- _Material provided_:
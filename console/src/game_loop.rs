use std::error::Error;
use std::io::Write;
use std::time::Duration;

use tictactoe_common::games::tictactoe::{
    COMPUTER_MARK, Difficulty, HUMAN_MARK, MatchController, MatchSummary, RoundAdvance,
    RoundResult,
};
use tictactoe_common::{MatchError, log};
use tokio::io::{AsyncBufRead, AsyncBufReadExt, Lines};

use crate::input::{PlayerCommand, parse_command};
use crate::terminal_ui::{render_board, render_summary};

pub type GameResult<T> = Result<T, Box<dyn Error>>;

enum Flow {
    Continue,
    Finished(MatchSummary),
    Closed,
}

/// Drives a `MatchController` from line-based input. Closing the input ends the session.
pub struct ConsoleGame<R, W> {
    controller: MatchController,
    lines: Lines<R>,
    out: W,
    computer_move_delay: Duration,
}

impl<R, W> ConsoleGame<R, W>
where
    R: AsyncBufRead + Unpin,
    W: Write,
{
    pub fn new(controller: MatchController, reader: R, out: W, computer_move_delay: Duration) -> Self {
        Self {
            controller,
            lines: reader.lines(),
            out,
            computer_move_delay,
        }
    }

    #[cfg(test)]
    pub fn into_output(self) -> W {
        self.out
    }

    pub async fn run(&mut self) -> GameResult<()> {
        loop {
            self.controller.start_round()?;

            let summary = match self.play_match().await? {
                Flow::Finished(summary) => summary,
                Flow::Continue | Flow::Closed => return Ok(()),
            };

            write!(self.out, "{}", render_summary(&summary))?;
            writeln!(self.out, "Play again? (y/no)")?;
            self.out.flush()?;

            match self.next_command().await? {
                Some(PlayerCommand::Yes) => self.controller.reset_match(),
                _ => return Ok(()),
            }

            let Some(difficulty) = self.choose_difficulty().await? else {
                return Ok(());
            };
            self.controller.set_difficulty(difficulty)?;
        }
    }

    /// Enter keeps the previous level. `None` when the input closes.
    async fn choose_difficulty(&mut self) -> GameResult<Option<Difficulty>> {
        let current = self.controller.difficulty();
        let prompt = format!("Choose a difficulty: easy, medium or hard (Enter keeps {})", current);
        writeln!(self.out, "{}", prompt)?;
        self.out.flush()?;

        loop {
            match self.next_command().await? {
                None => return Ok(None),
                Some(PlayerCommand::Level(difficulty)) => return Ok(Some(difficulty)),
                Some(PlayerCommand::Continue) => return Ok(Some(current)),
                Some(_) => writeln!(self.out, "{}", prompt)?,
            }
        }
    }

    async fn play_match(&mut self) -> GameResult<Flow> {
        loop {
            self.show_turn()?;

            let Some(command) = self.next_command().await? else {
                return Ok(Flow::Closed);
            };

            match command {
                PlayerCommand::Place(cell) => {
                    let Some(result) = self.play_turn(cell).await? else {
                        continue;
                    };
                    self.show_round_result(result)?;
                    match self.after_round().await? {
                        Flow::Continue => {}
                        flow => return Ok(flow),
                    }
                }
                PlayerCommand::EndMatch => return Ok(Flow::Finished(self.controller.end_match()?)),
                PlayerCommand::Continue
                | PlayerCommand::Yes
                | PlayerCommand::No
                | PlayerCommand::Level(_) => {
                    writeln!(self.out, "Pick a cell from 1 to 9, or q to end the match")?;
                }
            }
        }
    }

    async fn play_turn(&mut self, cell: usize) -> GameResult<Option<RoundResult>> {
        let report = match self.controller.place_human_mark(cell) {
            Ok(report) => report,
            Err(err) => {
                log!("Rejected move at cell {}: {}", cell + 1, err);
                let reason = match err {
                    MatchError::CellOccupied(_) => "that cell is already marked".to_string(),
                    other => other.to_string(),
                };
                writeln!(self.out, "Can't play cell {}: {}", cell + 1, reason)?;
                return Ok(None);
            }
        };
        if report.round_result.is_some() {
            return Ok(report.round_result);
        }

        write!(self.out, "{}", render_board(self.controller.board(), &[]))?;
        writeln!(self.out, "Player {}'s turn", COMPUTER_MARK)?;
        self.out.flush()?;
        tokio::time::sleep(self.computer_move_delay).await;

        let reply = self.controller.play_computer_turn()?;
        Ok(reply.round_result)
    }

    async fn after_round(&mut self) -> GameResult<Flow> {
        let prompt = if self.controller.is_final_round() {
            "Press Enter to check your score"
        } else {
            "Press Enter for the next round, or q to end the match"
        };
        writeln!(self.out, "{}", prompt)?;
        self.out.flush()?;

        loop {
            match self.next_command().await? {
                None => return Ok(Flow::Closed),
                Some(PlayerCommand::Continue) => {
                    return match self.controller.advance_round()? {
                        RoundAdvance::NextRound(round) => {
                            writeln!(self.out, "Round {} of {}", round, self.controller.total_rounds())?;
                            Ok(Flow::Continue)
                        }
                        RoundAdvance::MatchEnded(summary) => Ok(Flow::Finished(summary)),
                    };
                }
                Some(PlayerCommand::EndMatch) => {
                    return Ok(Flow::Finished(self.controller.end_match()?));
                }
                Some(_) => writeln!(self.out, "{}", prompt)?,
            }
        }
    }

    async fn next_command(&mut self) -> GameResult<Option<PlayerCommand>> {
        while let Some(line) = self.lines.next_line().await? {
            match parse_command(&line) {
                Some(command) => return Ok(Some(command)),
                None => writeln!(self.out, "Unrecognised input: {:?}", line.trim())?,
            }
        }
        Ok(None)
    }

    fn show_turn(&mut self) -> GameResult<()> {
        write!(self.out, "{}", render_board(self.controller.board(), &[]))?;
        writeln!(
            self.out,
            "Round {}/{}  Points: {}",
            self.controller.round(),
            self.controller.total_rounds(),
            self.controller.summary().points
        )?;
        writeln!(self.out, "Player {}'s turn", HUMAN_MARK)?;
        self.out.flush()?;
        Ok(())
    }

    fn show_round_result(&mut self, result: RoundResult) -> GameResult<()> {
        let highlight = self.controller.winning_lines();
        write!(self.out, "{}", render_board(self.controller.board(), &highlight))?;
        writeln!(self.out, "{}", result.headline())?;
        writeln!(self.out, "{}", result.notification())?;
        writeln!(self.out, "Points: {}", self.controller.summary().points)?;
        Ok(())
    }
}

- _Exercise_: Lines of the listing above that hold the string "Enter" should each be copied.

- _Completed exercise_:
    /// Enter keeps the previous level. `None` when the input closes.
        let prompt = format!("Choose a difficulty: easy, medium or hard (Enter keeps {})", current);
            "Press Enter to check your score"
            "Press Enter for the next round, or q to end the match"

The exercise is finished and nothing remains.